I think for the first time in years I am beginning to feel a little bit like the old me. The me I once knew before I was faced with this whirlwind of Acro. Thanks greatly in part to my dietary changes my levels have finally dropped some after enduring six years of the monthly elephant dart. They are still not normal but they are definitely closer to normal than they were. I seem to have a glow about me because people I know and even some I don't have been telling me lately I look different in a good way and that I have a whole new peace about me. Positive reinforcements like that make me want to try even harder. I am not sure tho if the "peace" is because my body is reacting to the changes and becoming stronger and healthier or because I have mentally found "peace" with this disease... or maybe even some of both. I know my physical and even mental limitations and I am pretty sure over the last few years I have allowed myself to succumb to this disease too many times.

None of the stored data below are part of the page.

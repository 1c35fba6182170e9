use unik::{
    ast::{BinaryOp, ExprKind, FunctionBody, Literal, StmtKind},
    diagnostics::{DiagnosticKind, SourceSpan},
    lexer::tokenize,
    parser::{Parser, parse_program},
};

fn single_statement(source: &str) -> StmtKind {
    let mut program = parse_program(source).expect("parse should succeed");
    assert_eq!(program.items.len(), 1, "expected one statement");
    program.items.remove(0).kind
}

fn parse_error(source: &str) -> unik::Diagnostic {
    match parse_program(source) {
        Ok(program) => panic!("expected parse error, parsed {program:?}"),
        Err(err) => err,
    }
}

#[test]
fn multiplication_nests_under_addition() {
    let StmtKind::Expr(expr) = single_statement("2 + 3 * 4") else {
        panic!("expected expression statement");
    };
    let ExprKind::Binary { op, left, right } = expr.kind else {
        panic!("expected binary expression");
    };
    assert_eq!(op, BinaryOp::Add);
    assert!(matches!(left.kind, ExprKind::Literal(Literal::Int(2))));
    assert!(matches!(
        right.kind,
        ExprKind::Binary {
            op: BinaryOp::Mul,
            ..
        }
    ));
}

#[test]
fn binary_operators_are_left_associative() {
    let StmtKind::Expr(expr) = single_statement("8 - 4 - 2") else {
        panic!("expected expression statement");
    };
    let ExprKind::Binary { op, left, .. } = expr.kind else {
        panic!("expected binary expression");
    };
    assert_eq!(op, BinaryOp::Sub);
    assert!(matches!(
        left.kind,
        ExprKind::Binary {
            op: BinaryOp::Sub,
            ..
        }
    ));
}

#[test]
fn decimal_literals_are_floats() {
    let StmtKind::Expr(expr) = single_statement("2.50") else {
        panic!("expected expression statement");
    };
    assert!(matches!(expr.kind, ExprKind::Literal(Literal::Float(n)) if n == 2.5));
}

#[test]
fn function_forms() {
    let StmtKind::Function(decl) = single_statement("func add(a, b) -> a + b") else {
        panic!("expected function");
    };
    assert_eq!(decl.params, vec!["a".to_string(), "b".to_string()]);
    assert!(matches!(decl.body, FunctionBody::Expr(_)));

    let StmtKind::Function(decl) = single_statement("func noop() { }") else {
        panic!("expected function");
    };
    assert!(matches!(&decl.body, FunctionBody::Block(body) if body.is_empty()));
}

#[test]
fn numeric_loop_with_step() {
    let StmtKind::NumericFor { binding, step, body, .. } =
        single_statement("loop i in 0..10, 2 -> give i")
    else {
        panic!("expected numeric loop");
    };
    assert_eq!(binding, "i");
    assert!(step.is_some());
    assert_eq!(body.len(), 1);
}

#[test]
fn iterable_loop() {
    assert!(matches!(
        single_statement("loop item in items { give item }"),
        StmtKind::ForEach { .. }
    ));
}

#[test]
fn else_if_chains_nest() {
    let StmtKind::If { else_branch, .. } =
        single_statement("if a { give 1 } else if b { give 2 } else { give 3 }")
    else {
        panic!("expected if");
    };
    let else_branch = else_branch.expect("else branch");
    assert!(matches!(
        else_branch.as_slice(),
        [stmt] if matches!(stmt.kind, StmtKind::If { else_branch: Some(_), .. })
    ));
}

#[test]
fn compound_assignment_carries_operator() {
    assert!(matches!(
        single_statement("total *= 3"),
        StmtKind::Assign {
            op: Some(BinaryOp::Mul),
            ..
        }
    ));
}

#[test]
fn ask_with_target_becomes_assignment() {
    let StmtKind::Assign { target, value, .. } = single_statement(r#"ask "name? " -> name"#) else {
        panic!("expected assignment");
    };
    assert!(matches!(target.kind, ExprKind::Variable(ref name) if name == "name"));
    assert!(matches!(value.kind, ExprKind::Input(Some(_))));
}

#[test]
fn class_collects_fields_and_methods() {
    let StmtKind::Class(decl) = single_statement(
        r#"
        class Greeter {
            greeting = "hi"
            func greet(name) -> self.greeting + name
        }
        "#,
    ) else {
        panic!("expected class");
    };
    assert_eq!(decl.name, "Greeter");
    assert_eq!(decl.fields.len(), 1);
    assert_eq!(decl.methods.len(), 1);
}

#[test]
fn class_body_rejects_other_statements() {
    let err = parse_error("class Broken { give 1 }");
    assert_eq!(err.kind, DiagnosticKind::Parser);
}

#[test]
fn codegen_request_keeps_prompt() {
    assert!(matches!(
        single_statement(r#"aik @{ "write an add function" }"#),
        StmtKind::CodeGen(ref prompt) if prompt == "write an add function"
    ));
}

#[test]
fn try_requires_catch_or_finally() {
    let err = parse_error("try { x = 1 }");
    assert!(err.message.contains("`catch` or `finally`"), "{}", err.message);
}

#[test]
fn invalid_assignment_target() {
    let err = parse_error("1 = 2");
    assert_eq!(err.kind, DiagnosticKind::Parser);
    assert_eq!(err.span, Some(SourceSpan::new(1, 1)));
}

#[test]
fn error_names_expected_and_found() {
    let err = parse_error("func (a) -> a");
    assert_eq!(err.message, "expected function name, found `(`");
    assert_eq!(err.span, Some(SourceSpan::new(1, 6)));

    let err = parse_error("give (1 + 2");
    assert_eq!(err.message, "expected `)` after expression, found end of input");
}

#[test]
fn semicolons_separate_statements() {
    let program = parse_program("x = 1; y = 2;; give x").expect("parse should succeed");
    assert_eq!(program.items.len(), 3);
}

#[test]
fn wide_integer_literal_parses_as_float() {
    let StmtKind::Expr(expr) = single_statement("99999999999999999999") else {
        panic!("expected expression statement");
    };
    assert!(matches!(expr.kind, ExprKind::Literal(Literal::Float(n)) if n == 1e20));
}

#[test]
fn inline_give_arms_stop_at_comma() {
    let StmtKind::Alter { arms, default, .. } =
        single_statement(r#"alter x { 1 -> give "one", 2 -> give "two", else -> give "other" }"#)
    else {
        panic!("expected alter");
    };
    assert_eq!(arms.len(), 2);
    for arm in &arms {
        assert!(matches!(arm.body.as_slice(), [stmt] if matches!(&stmt.kind, StmtKind::Print(parts) if parts.len() == 1)));
    }
    assert!(default.is_some());
}

#[test]
fn parser_accepts_token_streams_without_end_marker() {
    let program = Parser::new(Vec::new())
        .parse_program()
        .expect("empty stream parses");
    assert!(program.items.is_empty());

    let mut tokens = tokenize("give 1").expect("tokenize should succeed");
    tokens.pop();
    let program = Parser::new(tokens)
        .parse_program()
        .expect("missing end marker is supplied");
    assert_eq!(program.items.len(), 1);
}
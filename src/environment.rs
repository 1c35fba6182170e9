use std::{cell::RefCell, rc::Rc};

use indexmap::IndexMap;

use crate::{
    diagnostics::{Diagnostic, DiagnosticKind, SourceSpan, UnikError},
    value::Value,
};

pub type EnvironmentRef = Rc<RefCell<Environment>>;

/// One scope in the lexical chain: its own bindings plus an optional parent.
#[derive(Debug, Default)]
pub struct Environment {
    parent: Option<EnvironmentRef>,
    bindings: IndexMap<String, Value>,
}

impl Environment {
    pub fn new() -> EnvironmentRef {
        Rc::new(RefCell::new(Self::default()))
    }

    pub fn with_parent(parent: EnvironmentRef) -> EnvironmentRef {
        Rc::new(RefCell::new(Self {
            parent: Some(parent),
            bindings: IndexMap::new(),
        }))
    }

    /// Creates or overwrites a binding in this scope only.
    pub fn define(&mut self, name: impl Into<String>, value: Value) {
        self.bindings.insert(name.into(), value);
    }

    pub fn names(&self) -> impl Iterator<Item = &str> {
        self.bindings.keys().map(String::as_str)
    }

    pub fn get(env: &EnvironmentRef, name: &str, span: SourceSpan) -> Result<Value, UnikError> {
        Environment::lookup(env, name).ok_or_else(|| {
            UnikError::from(Diagnostic::runtime(
                DiagnosticKind::UndefinedVariable,
                format!("undefined variable `{name}`"),
                span,
            ))
        })
    }

    pub fn lookup(env: &EnvironmentRef, name: &str) -> Option<Value> {
        let scope = env.borrow();
        if let Some(value) = scope.bindings.get(name) {
            return Some(value.clone());
        }
        let parent = scope.parent.clone()?;
        drop(scope);
        Environment::lookup(&parent, name)
    }

    pub fn is_defined(env: &EnvironmentRef, name: &str) -> bool {
        Environment::find_scope(env, name).is_some()
    }

    /// Mutates the nearest scope that already binds `name`; when no scope
    /// does, the binding is created in the outermost (global) scope.
    pub fn assign_existing(env: &EnvironmentRef, name: &str, value: Value) {
        let target = Environment::find_scope(env, name).unwrap_or_else(|| Environment::root(env));
        target.borrow_mut().define(name, value);
    }

    /// Assignment statement semantics: update the nearest existing binding,
    /// otherwise introduce the name in the current scope.
    pub fn assign(env: &EnvironmentRef, name: &str, value: Value) {
        if Environment::is_defined(env, name) {
            Environment::assign_existing(env, name, value);
        } else {
            env.borrow_mut().define(name, value);
        }
    }

    pub fn root(env: &EnvironmentRef) -> EnvironmentRef {
        let mut current = Rc::clone(env);
        loop {
            let parent = current.borrow().parent.clone();
            match parent {
                Some(parent) => current = parent,
                None => return current,
            }
        }
    }

    fn find_scope(env: &EnvironmentRef, name: &str) -> Option<EnvironmentRef> {
        let mut current = Rc::clone(env);
        loop {
            if current.borrow().bindings.contains_key(name) {
                return Some(current);
            }
            let parent = current.borrow().parent.clone()?;
            current = parent;
        }
    }
}
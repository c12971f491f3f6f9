//! The active work session of a working directory.
//!
//! At most one session is active per directory. Its record lives in a JSON
//! file under the state directory; starting and ending it also appends and
//! completes an entry in the day log.

mod machine;
mod record;
mod store;

pub use machine::{parse_activities, ActiveSession, EndOutcome, SessionManager, StartOutcome};
pub use record::{SessionRecord, SessionStatus};
pub use store::SessionStore;
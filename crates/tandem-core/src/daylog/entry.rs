//! Numbered session entries inside a day log.
//!
//! ```text
//! 1. 09:00 — 11:30 (02:30) [antigravity]
//!    - Activities:
//!      - Reviewed epic 3
//! 2. 14:00 — *(in progress)* [claude_code]
//!    - Activities:
//!      - *(session active)*
//! ```

use std::sync::OnceLock;

use chrono::NaiveTime;
use regex::Regex;

use super::duration::{format_clock, format_duration, parse_clock, parse_duration};
use crate::AgentId;

pub(super) const ACTIVE_MARKER: &str = "*(session active)*";
pub(super) const ACTIVITIES_LABEL: &str = "Activities:";
/// Activity written when a session ends without any.
pub const NO_ACTIVITY: &str = "No specific activity recorded";

static COMPLETED_RE: OnceLock<Option<Regex>> = OnceLock::new();
static IN_PROGRESS_RE: OnceLock<Option<Regex>> = OnceLock::new();
static NUMBERED_RE: OnceLock<Option<Regex>> = OnceLock::new();
static BULLET_RE: OnceLock<Option<Regex>> = OnceLock::new();

fn completed_re() -> Option<&'static Regex> {
    COMPLETED_RE
        .get_or_init(|| {
            Regex::new(
                r"^(\d+)\.\s+(\d{1,2}:\d{2})\s*[—–-]\s*(\d{1,2}:\d{2})\s*\((\d{1,2}:\d{2})\)\s*(?:\[([^\]]*)\])?",
            )
            .ok()
        })
        .as_ref()
}

fn in_progress_re() -> Option<&'static Regex> {
    IN_PROGRESS_RE
        .get_or_init(|| {
            Regex::new(
                r"(?i)^(\d+)\.\s+(\d{1,2}:\d{2})\s*[—–-]\s*\*\(in progress\)\*\s*(?:\[([^\]]*)\])?",
            )
            .ok()
        })
        .as_ref()
}

fn numbered_re() -> Option<&'static Regex> {
    NUMBERED_RE
        .get_or_init(|| Regex::new(r"^(\d+)\.\s+\d{1,2}:\d{2}").ok())
        .as_ref()
}

fn bullet_re() -> Option<&'static Regex> {
    BULLET_RE
        .get_or_init(|| Regex::new(r"^\s+-\s+(.+?)\s*$").ok())
        .as_ref()
}

#[derive(Debug, Clone, Copy, PartialEq, Eq)]
pub enum EntryStatus {
    InProgress,
    Completed { end: NaiveTime, duration_minutes: u32 },
}

/// One numbered session entry
#[derive(Debug, Clone, PartialEq, Eq)]
pub struct Entry {
    pub number: u32,
    pub start: NaiveTime,
    pub status: EntryStatus,
    pub agent: Option<AgentId>,
    pub activities: Vec<String>,
    /// Lines as read, line endings included; `None` once edited
    raw: Option<Vec<String>>,
}

impl Entry {
    pub fn in_progress(number: u32, start: NaiveTime, agent: AgentId) -> Self {
        Self {
            number,
            start,
            status: EntryStatus::InProgress,
            agent: Some(agent),
            activities: Vec::new(),
            raw: None,
        }
    }

    pub const fn is_in_progress(&self) -> bool {
        matches!(self.status, EntryStatus::InProgress)
    }

    pub fn duration_minutes(&self) -> Option<u32> {
        match self.status {
            EntryStatus::Completed {
                duration_minutes, ..
            } => Some(duration_minutes),
            EntryStatus::InProgress => None,
        }
    }

    /// Turn an in-progress entry into a completed one.
    ///
    /// Each activity is kept to a single line; blank ones are dropped.
    pub fn complete(&mut self, end: NaiveTime, duration_minutes: u32, activities: Vec<String>) {
        self.status = EntryStatus::Completed {
            end,
            duration_minutes,
        };
        self.activities = activities
            .iter()
            .map(String::as_str)
            .map(single_line)
            .filter(|activity| !activity.is_empty())
            .collect();
        self.raw = None;
    }

    /// Parse an entry header line. Body lines are attached with
    /// [`Entry::push_body_line`].
    pub(super) fn parse_header(line: &str) -> Option<Self> {
        let content = line.trim_end_matches(['\n', '\r']);

        if let Some(caps) = completed_re().and_then(|re| re.captures(content)) {
            return Some(Self {
                number: caps[1].parse().ok()?,
                start: parse_clock(&caps[2])?,
                status: EntryStatus::Completed {
                    end: parse_clock(&caps[3])?,
                    duration_minutes: parse_duration(&caps[4])?,
                },
                agent: caps.get(5).and_then(|tag| agent_from_tag(tag.as_str())),
                activities: Vec::new(),
                raw: Some(vec![line.to_string()]),
            });
        }

        let caps = in_progress_re()?.captures(content)?;
        Some(Self {
            number: caps[1].parse().ok()?,
            start: parse_clock(&caps[2])?,
            status: EntryStatus::InProgress,
            agent: caps.get(3).and_then(|tag| agent_from_tag(tag.as_str())),
            activities: Vec::new(),
            raw: Some(vec![line.to_string()]),
        })
    }

    pub(super) fn ensure_trailing_newline(&mut self) {
        if let Some(last) = self.raw.as_mut().and_then(|raw| raw.last_mut()) {
            if !last.ends_with('\n') {
                last.push('\n');
            }
        }
    }

    pub(super) fn push_body_line(&mut self, line: &str) {
        let content = line.trim_end_matches(['\n', '\r']);
        if let Some(item) = bullet_re()
            .and_then(|re| re.captures(content))
            .map(|caps| caps[1].to_string())
            .filter(|item| !is_placeholder(item))
        {
            self.activities.push(item);
        }
        if let Some(raw) = self.raw.as_mut() {
            raw.push(line.to_string());
        }
    }

    /// Serialized lines; untouched entries come back exactly as read.
    pub(super) fn render(&self) -> String {
        if let Some(raw) = &self.raw {
            return raw.concat();
        }

        let tag = self
            .agent
            .as_ref()
            .map(|agent| format!(" [{agent}]"))
            .unwrap_or_default();
        let start = format_clock(self.start);

        let mut out = match self.status {
            EntryStatus::InProgress => {
                format!("{}. {start} — *(in progress)*{tag}\n", self.number)
            }
            EntryStatus::Completed {
                end,
                duration_minutes,
            } => format!(
                "{}. {start} — {} ({}){tag}\n",
                self.number,
                format_clock(end),
                format_duration(duration_minutes)
            ),
        };

        out.push_str(&format!("   - {ACTIVITIES_LABEL}\n"));
        if self.is_in_progress() {
            out.push_str(&format!("     - {ACTIVE_MARKER}\n"));
        } else {
            for activity in &self.activities {
                out.push_str(&format!("     - {activity}\n"));
            }
        }
        out
    }
}

/// Entry number of any `N. HH:MM` line, recognized or not.
pub(super) fn numbered_line(line: &str) -> Option<u32> {
    numbered_re()?.captures(line)?[1].parse().ok()
}

/// Whether `line` belongs to the body of the entry above it.
pub(super) fn is_body_line(line: &str) -> bool {
    let content = line.trim_end_matches(['\n', '\r']);
    !content.trim().is_empty() && content.starts_with(char::is_whitespace)
}

/// The agent in a tag such as `[antigravity]` or `[🤖 antigravity]`.
fn agent_from_tag(tag: &str) -> Option<AgentId> {
    tag.split_whitespace().last().map(AgentId::new)
}

fn single_line(text: &str) -> String {
    text.replace(char::is_control, " ").trim().to_string()
}

fn is_placeholder(item: &str) -> bool {
    item == ACTIVITIES_LABEL || item == ACTIVE_MARKER || item == NO_ACTIVITY
}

I can't. I can't. I can't. I am tired of hearing myself say I can't or I shouldn't or I better not. I think I have become so used to having this disease and dealing with symptoms that I have subconsciously started using it as an excuse. There is so much more that I can do than what I have allowed myself to do. Just last month I walked 16.5 miles in one night whereas just weeks before that I told my son I could not walk the trail with him because of my ankles and my knees and because I get tired and blah blah blah....excuses! Excuses that have allowed me to gain weight and lose muscle and just sit around getting sicker. Being proactive is not just taking my meds and seeing the doctors regularly. It is also giving my body the best possible chance to fight disease by exercising and eating right. Three months ago I began a new diet. I stopped drinking all diet soda and eating all fast food. I also stopped consuming most foods with chemicals and preservatives. Now I am working on no bread nor tortillas. Little by little I am removing everything a body should not have. Our bodies were not made to digest or use foreign substances. I have to give my body what it needs to work properly! I am doing that now and it is responding remarkably! I wish I would have thought to or been pushed to do this when I was much younger. Focusing on today tho..today and every day in my future. No more using my diseases and conditions as excuses. I can do everything...I might just need to modify the way in which I do it!